• Jan 24, 2016

The Middle Passage and the City of Bones

The Atlantic slave trade was the most famous example of a triangular trade system. European goods such as copper, cloth and guns were traded in African markets for African slaves, who were sent to the Americas and traded for raw materials such as sugar, rum and tobacco that were sent back to Europe. Historians refer to the transport of slaves across the Atlantic Ocean as the Middle Passage because it was the middle leg of the trade.

The living conditions on the ships that carried millions of African men, women and children across the water were extremely poor. On average each ship carried 400 slaves, who were shackled—often to one another—and made to stay in spaces below deck that were less than five feet high, packed so closely together that one observer said they looked “like books on a shelf…so close that the shelf would not easily contain one more.

As a result, disease was prevalent. There were breakouts of smallpox and yellow fever, and other illnesses such as dysentery were very common. Those who didn’t perish outright from sickness ran the risk of being thrown overboard to prevent further spread of the disease.

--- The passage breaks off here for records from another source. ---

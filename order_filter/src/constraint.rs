use containers::U256;
use regex::Regex;
use serde_json::Value;
use std::collections::BTreeMap;
use std::fmt;
use std::str::FromStr;

/// JSON value kinds a `type` keyword may name.
#[derive(Debug, Clone, Copy, PartialEq, Eq, PartialOrd, Ord, Hash)]
pub enum JsonType {
    Array,
    Boolean,
    Integer,
    Null,
    Number,
    Object,
    String,
}

impl JsonType {
    pub fn from_name(name: &str) -> Option<Self> {
        match name {
            "array" => Some(Self::Array),
            "boolean" => Some(Self::Boolean),
            "integer" => Some(Self::Integer),
            "null" => Some(Self::Null),
            "number" => Some(Self::Number),
            "object" => Some(Self::Object),
            "string" => Some(Self::String),
            _ => None,
        }
    }

    pub fn name(&self) -> &'static str {
        match self {
            Self::Array => "array",
            Self::Boolean => "boolean",
            Self::Integer => "integer",
            Self::Null => "null",
            Self::Number => "number",
            Self::Object => "object",
            Self::String => "string",
        }
    }

    pub fn matches(&self, value: &Value) -> bool {
        match (self, value) {
            (Self::Array, Value::Array(_)) => true,
            (Self::Boolean, Value::Bool(_)) => true,
            (Self::Null, Value::Null) => true,
            (Self::Number, Value::Number(_)) => true,
            (Self::Integer, Value::Number(number)) => {
                number.is_u64()
                    || number.is_i64()
                    || number.as_f64().is_some_and(|f| f.fract() == 0.0)
            }
            (Self::Object, Value::Object(_)) => true,
            (Self::String, Value::String(_)) => true,
            _ => false,
        }
    }
}

/// Compiled regular expression that remembers its source text.
#[derive(Clone)]
pub struct Pattern {
    source: String,
    regex: Regex,
}

impl Pattern {
    pub fn new(source: &str) -> Result<Self, regex::Error> {
        Ok(Self {
            source: source.to_string(),
            regex: Regex::new(source)?,
        })
    }

    pub fn source(&self) -> &str {
        &self.source
    }

    pub fn is_match(&self, text: &str) -> bool {
        self.regex.is_match(text)
    }
}

impl PartialEq for Pattern {
    fn eq(&self, other: &Self) -> bool {
        self.source == other.source
    }
}

impl Eq for Pattern {}

impl fmt::Debug for Pattern {
    fn fmt(&self, f: &mut fmt::Formatter<'_>) -> fmt::Result {
        write!(f, "Pattern({:?})", self.source)
    }
}

/// Unsigned integer bounds. Order amounts are 256-bit and travel as
/// decimal strings, so bounds are held as `U256`.
#[derive(Debug, Clone, Default, PartialEq, Eq)]
pub struct Range {
    pub minimum: Option<U256>,
    pub maximum: Option<U256>,
    pub exclusive_minimum: Option<U256>,
    pub exclusive_maximum: Option<U256>,
}

/// Numeric reading of a JSON value for range checks.
enum Numeric {
    Unsigned(U256),
    Negative,
    Fractional(f64),
}

impl Numeric {
    fn read(value: &Value) -> Option<Self> {
        match value {
            Value::Number(number) => {
                if let Some(n) = number.as_u64() {
                    Some(Numeric::Unsigned(U256::from(n)))
                } else if number.as_i64().is_some() {
                    Some(Numeric::Negative)
                } else {
                    number.as_f64().map(|f| {
                        if f < 0.0 {
                            Numeric::Negative
                        } else {
                            Numeric::Fractional(f)
                        }
                    })
                }
            }
            Value::String(text) => {
                if text.is_empty() || !text.bytes().all(|b| b.is_ascii_digit()) {
                    return None;
                }
                U256::from_str(text).ok().map(Numeric::Unsigned)
            }
            _ => None,
        }
    }
}

fn bound_as_f64(bound: &U256) -> f64 {
    bound.to_string().parse().unwrap_or(f64::INFINITY)
}

impl Range {
    pub fn is_empty(&self) -> bool {
        self.minimum.is_none()
            && self.maximum.is_none()
            && self.exclusive_minimum.is_none()
            && self.exclusive_maximum.is_none()
    }

    /// Numbers and strings are range-checked; a string that is not an
    /// unsigned decimal integer is out of range. Other kinds are not
    /// constrained by a range.
    pub fn contains(&self, value: &Value) -> bool {
        if !matches!(value, Value::Number(_) | Value::String(_)) {
            return true;
        }
        let Some(numeric) = Numeric::read(value) else {
            return false;
        };

        match numeric {
            Numeric::Unsigned(n) => {
                self.minimum.map_or(true, |min| n >= min)
                    && self.maximum.map_or(true, |max| n <= max)
                    && self.exclusive_minimum.map_or(true, |min| n > min)
                    && self.exclusive_maximum.map_or(true, |max| n < max)
            }
            // Below every unsigned lower bound, under every upper bound.
            Numeric::Negative => self.minimum.is_none() && self.exclusive_minimum.is_none(),
            Numeric::Fractional(f) => {
                self.minimum.map_or(true, |min| f >= bound_as_f64(&min))
                    && self.maximum.map_or(true, |max| f <= bound_as_f64(&max))
                    && self.exclusive_minimum.map_or(true, |min| f > bound_as_f64(&min))
                    && self.exclusive_maximum.map_or(true, |max| f < bound_as_f64(&max))
            }
        }
    }
}

/// A compiled interest predicate.
///
/// Leaves constrain a single JSON value; `All`, `Any` and `Not` compose
/// subtrees; `Properties` and `Required` descend into objects. An empty
/// `All` accepts everything and an empty `Any` accepts nothing.
#[derive(Debug, Clone, PartialEq, Eq)]
pub enum Constraint {
    All(Vec<Constraint>),
    Any(Vec<Constraint>),
    Not(Box<Constraint>),
    Type(Vec<JsonType>),
    Pattern(Pattern),
    Const(Value),
    Enum(Vec<Value>),
    Range(Range),
    Length { min: Option<u64>, max: Option<u64> },
    Properties(BTreeMap<String, Constraint>),
    Required(Vec<String>),
}

impl Constraint {
    pub fn accept_all() -> Self {
        Constraint::All(Vec::new())
    }

    pub fn reject_all() -> Self {
        Constraint::Any(Vec::new())
    }

    pub fn is_accept_all(&self) -> bool {
        matches!(self, Constraint::All(items) if items.is_empty())
    }

    pub fn evaluate(&self, value: &Value) -> bool {
        match self {
            Constraint::All(items) => items.iter().all(|c| c.evaluate(value)),
            Constraint::Any(items) => items.iter().any(|c| c.evaluate(value)),
            Constraint::Not(inner) => !inner.evaluate(value),
            Constraint::Type(types) => types.iter().any(|t| t.matches(value)),
            Constraint::Pattern(pattern) => match value {
                Value::String(text) => pattern.is_match(text),
                _ => true,
            },
            Constraint::Const(expected) => value == expected,
            Constraint::Enum(allowed) => allowed.iter().any(|candidate| candidate == value),
            Constraint::Range(range) => range.contains(value),
            Constraint::Length { min, max } => match value {
                Value::String(text) => {
                    let len = text.chars().count() as u64;
                    min.map_or(true, |m| len >= m) && max.map_or(true, |m| len <= m)
                }
                _ => true,
            },
            Constraint::Properties(properties) => match value {
                Value::Object(object) => properties.iter().all(|(name, constraint)| {
                    object.get(name).map_or(true, |field| constraint.evaluate(field))
                }),
                _ => true,
            },
            Constraint::Required(names) => match value {
                Value::Object(object) => names.iter().all(|name| object.contains_key(name)),
                _ => true,
            },
        }
    }
}

#[cfg(test)]
mod tests {
    use super::*;
    use rstest::rstest;
    use serde_json::json;

    fn range(min: Option<u64>, max: Option<u64>) -> Range {
        Range {
            minimum: min.map(U256::from),
            maximum: max.map(U256::from),
            ..Range::default()
        }
    }

    #[rstest]
    #[case(json!(5), true)]
    #[case(json!("5"), true)]
    #[case(json!("10"), true)]
    #[case(json!("11"), false)]
    #[case(json!(4), false)]
    #[case(json!(-3), false)]
    #[case(json!(7.5), true)]
    #[case(json!("0x05"), false)]
    #[case(json!("five"), false)]
    #[case(json!(true), true)]
    fn test_range_contains(#[case] value: Value, #[case] expected: bool) {
        assert_eq!(range(Some(5), Some(10)).contains(&value), expected);
    }

    #[test]
    fn test_range_handles_256_bit_amounts() {
        let big = "115792089237316195423570985008687907853269984665640564039457584007913129639935";
        let r = Range {
            exclusive_minimum: Some(U256::from(u64::MAX)),
            ..Range::default()
        };
        assert!(r.contains(&json!(big)));
        assert!(!r.contains(&json!(u64::MAX)));
    }

    #[rstest]
    #[case(JsonType::Integer, json!(3), true)]
    #[case(JsonType::Integer, json!(3.0), true)]
    #[case(JsonType::Integer, json!(3.5), false)]
    #[case(JsonType::Number, json!(3.5), true)]
    #[case(JsonType::String, json!("3"), true)]
    #[case(JsonType::String, json!(3), false)]
    #[case(JsonType::Null, json!(null), true)]
    fn test_json_type_matches(#[case] ty: JsonType, #[case] value: Value, #[case] expected: bool) {
        assert_eq!(ty.matches(&value), expected);
    }

    #[test]
    fn test_empty_composites() {
        assert!(Constraint::accept_all().evaluate(&json!({"a": 1})));
        assert!(!Constraint::reject_all().evaluate(&json!({"a": 1})));
    }

    #[test]
    fn test_properties_ignore_absent_fields_unless_required() {
        let mut properties = BTreeMap::new();
        properties.insert(
            "makerFee".to_string(),
            Constraint::Const(json!("0")),
        );
        let optional = Constraint::Properties(properties.clone());
        let required = Constraint::All(vec![
            Constraint::Properties(properties),
            Constraint::Required(vec!["makerFee".to_string()]),
        ]);

        assert!(optional.evaluate(&json!({})));
        assert!(!required.evaluate(&json!({})));
        assert!(required.evaluate(&json!({"makerFee": "0"})));
        assert!(!required.evaluate(&json!({"makerFee": "1"})));
    }

    #[test]
    fn test_pattern_only_constrains_strings() {
        let c = Constraint::Pattern(Pattern::new("^1$").unwrap());
        assert!(c.evaluate(&json!("1")));
        assert!(!c.evaluate(&json!("10")));
        assert!(c.evaluate(&json!(10)));
    }
}
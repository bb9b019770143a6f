use thiserror::Error;

#[derive(Debug, Clone, PartialEq, Eq, Error)]
pub enum FilterError {
    /// The filter configuration could not be compiled.
    #[error("invalid order filter at {path}: {reason}")]
    InvalidFilterSpec { path: String, reason: String },

    /// The filter could not be evaluated against an order.
    #[error("order filter evaluation failed: {reason}")]
    Evaluation { reason: String },
}

impl FilterError {
    pub(crate) fn invalid(path: &str, reason: impl Into<String>) -> Self {
        FilterError::InvalidFilterSpec {
            path: if path.is_empty() { "#".to_string() } else { path.to_string() },
            reason: reason.into(),
        }
    }
}
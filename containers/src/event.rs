use serde::{Deserialize, Serialize};
use std::fmt;

use crate::order::SignedOrder;
use crate::types::OrderHash;

/// The state an order moved into.
#[derive(Debug, Clone, Copy, PartialEq, Eq, Hash, Serialize, Deserialize)]
#[serde(rename_all = "SCREAMING_SNAKE_CASE")]
pub enum OrderEventEndState {
    /// Order was accepted and is now stored and watched.
    Added,
    /// Order was offered to the node but failed validation.
    Rejected,
    /// A previously valid order became unfillable for a reason not covered below.
    Invalidated,
    /// Order was partially filled.
    Filled,
    /// Order was filled completely.
    FullyFilled,
    /// Order reached its expiration time.
    Expired,
    /// An expired order became valid again after a block re-org.
    Unexpired,
    /// Order was cancelled on chain by its maker.
    Cancelled,
    /// Node evicted the order from storage.
    StoppedWatching,
}

impl OrderEventEndState {
    /// Whether this transition removes the order from the fillable set.
    pub fn is_removal(&self) -> bool {
        matches!(
            self,
            Self::Invalidated
                | Self::FullyFilled
                | Self::Expired
                | Self::Cancelled
                | Self::StoppedWatching
        )
    }
}

impl fmt::Display for OrderEventEndState {
    fn fmt(&self, f: &mut fmt::Formatter<'_>) -> fmt::Result {
        let name = match self {
            Self::Added => "ADDED",
            Self::Rejected => "REJECTED",
            Self::Invalidated => "INVALIDATED",
            Self::Filled => "FILLED",
            Self::FullyFilled => "FULLY_FILLED",
            Self::Expired => "EXPIRED",
            Self::Unexpired => "UNEXPIRED",
            Self::Cancelled => "CANCELLED",
            Self::StoppedWatching => "STOPPED_WATCHING",
        };
        f.write_str(name)
    }
}

#[derive(Debug, Clone, PartialEq, Eq, Serialize, Deserialize)]
#[serde(rename_all = "camelCase")]
pub struct OrderEvent {
    pub order_hash: OrderHash,
    pub signed_order: SignedOrder,
    pub end_state: OrderEventEndState,
    pub timestamp_ms: u64,
}

impl OrderEvent {
    pub fn new(
        order_hash: OrderHash,
        signed_order: SignedOrder,
        end_state: OrderEventEndState,
        timestamp_ms: u64,
    ) -> Self {
        Self {
            order_hash,
            signed_order,
            end_state,
            timestamp_ms,
        }
    }
}

#[cfg(test)]
mod tests {
    use super::*;
    use rstest::rstest;

    #[rstest]
    #[case(OrderEventEndState::Added, "\"ADDED\"")]
    #[case(OrderEventEndState::FullyFilled, "\"FULLY_FILLED\"")]
    #[case(OrderEventEndState::StoppedWatching, "\"STOPPED_WATCHING\"")]
    fn test_end_state_wire_name(#[case] state: OrderEventEndState, #[case] expected: &str) {
        assert_eq!(serde_json::to_string(&state).unwrap(), expected);
        assert_eq!(format!("\"{state}\""), expected);
    }

    #[test]
    fn test_removal_states() {
        assert!(!OrderEventEndState::Added.is_removal());
        assert!(!OrderEventEndState::Filled.is_removal());
        assert!(OrderEventEndState::Expired.is_removal());
        assert!(OrderEventEndState::Cancelled.is_removal());
    }
}
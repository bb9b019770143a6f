/// Ordersync configuration.
///
/// Operational parameters for pulling orders from peers: page sizes,
/// per-request and per-session bounds, and retry backoff.
use std::time::Duration;

use chain::ChainId;

use super::protocol::SubprotocolVersion;

/// Orders requested per page unless configured otherwise.
pub const DEFAULT_PAGE_SIZE: usize = 500;

/// Largest page a provider will serve regardless of what was asked for.
pub const MAX_PAGE_SIZE: usize = 500;

/// Upper bound on pages fetched in one session.
pub const MAX_PAGES_PER_SESSION: usize = 10_000;

pub const REQUEST_TIMEOUT_SECS: u64 = 20;

pub const SESSION_TIMEOUT_SECS: u64 = 5 * 60;

/// Lifetime of an offset-pagination snapshot on the provider side.
pub const SNAPSHOT_TTL_SECS: u64 = 60;

/// Snapshots retained at once; the oldest is evicted beyond this.
pub const MAX_SNAPSHOTS: usize = 64;

/// How long a removed order hash is refused re-entry into the store.
pub const REMOVED_ORDER_TTL_SECS: u64 = 10 * 60;

/// Removed hashes remembered at once; the oldest are forgotten beyond this.
pub const MAX_REMOVED_ORDERS: usize = 100_000;

pub const BACKOFF_BASE_MS: u64 = 1_000;

pub const BACKOFF_MAX_MS: u64 = 60_000;

#[derive(Debug, Clone)]
pub struct OrdersyncConfig {
    pub chain_id: ChainId,
    pub supported_versions: Vec<SubprotocolVersion>,
    pub page_size: usize,
    pub max_page_size: usize,
    pub max_pages_per_session: usize,
    pub request_timeout: Duration,
    pub session_timeout: Duration,
    pub backoff_base: Duration,
    pub backoff_max: Duration,
}

impl OrdersyncConfig {
    pub fn new(chain_id: ChainId) -> Self {
        Self {
            chain_id,
            supported_versions: SubprotocolVersion::ALL.to_vec(),
            page_size: DEFAULT_PAGE_SIZE,
            max_page_size: MAX_PAGE_SIZE,
            max_pages_per_session: MAX_PAGES_PER_SESSION,
            request_timeout: Duration::from_secs(REQUEST_TIMEOUT_SECS),
            session_timeout: Duration::from_secs(SESSION_TIMEOUT_SECS),
            backoff_base: Duration::from_millis(BACKOFF_BASE_MS),
            backoff_max: Duration::from_millis(BACKOFF_MAX_MS),
        }
    }

    pub fn with_page_size(mut self, page_size: usize) -> Self {
        self.page_size = page_size;
        self
    }

    pub fn with_supported_versions(mut self, versions: Vec<SubprotocolVersion>) -> Self {
        self.supported_versions = versions;
        self
    }

    pub fn with_max_pages_per_session(mut self, max_pages: usize) -> Self {
        self.max_pages_per_session = max_pages;
        self
    }

    pub fn with_timeouts(mut self, request: Duration, session: Duration) -> Self {
        self.request_timeout = request;
        self.session_timeout = session;
        self
    }

    pub fn with_backoff(mut self, base: Duration, max: Duration) -> Self {
        self.backoff_base = base;
        self.backoff_max = max;
        self
    }

    /// Page size actually sent on the wire. Zero is treated as one.
    pub fn effective_page_size(&self) -> usize {
        self.page_size.max(1)
    }
}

Many more chose to jump overboard; they considered drowning preferable to the voyage’s harsh, agonizing and unpredictable conditions, and the uncertain future that lay ahead. Others mounted failed insurrections against those who held them in bondage, and were put to death. It is estimated that ten to fifteen percent of the Africans brought over on these ships perished.

In his autobiography The Interesting Narrative of the Life of Olaudah Equiano, the former slave Equiano writes of his journey on the Middle Passage: “Often did I think many of the inhabitants of the deep much happier than myself.” In Gem of the Ocean, those inhabitants of the deep have built the City of Bones, an underwater kingdom where they continue to live, not merely rest in peace.